Public School System in Massachusetts Expanding Background Checks for New Hires

By Michael Klazema on 6/13/2012

After arrests of two city employees for child based crimes, the Newton Public School system in Massachusetts is expanding background checks for new employees to include checking the Sex Offender Registry Information system (SORI), a nationwide database of sex crime convictions. Second grade teacher David Ettlinger was arrested in January and charged with possession of child pornography, in addition to later charges of indecent assault of a child under 14, and posing a child in a state of nudity. The following week Newton library employee Peter Buchanan was arrested on charges of possession and dissemination of child pornography.

In light of these two cases, local parents are calling for tougher rules when it comes to hiring employees that will be working with children. Although background checks were performed on Ettlinger and Buchanan, since neither man had prior child related convictions the tighter procedures being adopted would not have alerted city officials. However, the school superintendent and the mayor have implemented the “Background Investigation Team”, a group of city employees gathered to study the matter of background checks as an “extra precaution.” Heather Richards, Director of Human Resources for the School Department says that her department has revised application forms for those seeking school employment, and includes reference checks.

The Criminal Offender Registry Information system (CORI) is already in use by the city and Newton Public Schools. As referenced in an earlier article, Massachusetts has recently revised laws regarding the use of this database. According to city Director of Human Resources Dolores Hamilton, if a new hire shows “a felony conviction, they are disqualified. If there is an open case, they are disqualified.” However, the use of CORI in Massachusetts only extends to a person’s criminal history within the state.
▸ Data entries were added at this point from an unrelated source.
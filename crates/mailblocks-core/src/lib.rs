mod action;
mod block;
mod builder;
mod config;
mod drag;
mod error;
mod history;
mod list;
mod template;
mod value;

pub use crate::action::*;
pub use crate::block::*;
pub use crate::builder::*;
pub use crate::config::*;
pub use crate::drag::{DragSession, DropPosition, drop_position};
pub use crate::error::*;
pub use crate::history::*;
pub use crate::list::*;
pub use crate::template::*;
pub use crate::value::*;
The Background Investigation Team has suggested using the FBI fingerprinting criminal database to expand the background checks on a national scale. A bill that would allow the state to acquire access to the FBI database and national criminal checks using fingerprints of school employees is currently in front of the Joint Committee on Education in the State House. Once adopted by the state and then city, each check will cost the school district $75. According to Mayor Setti Warren, it’s “critically important” for the legislation to pass. The team is also looking into background check vendors, and Richards says that the contracts would run about $200,000, but if the school district partnered with the city they could get a discounted rate.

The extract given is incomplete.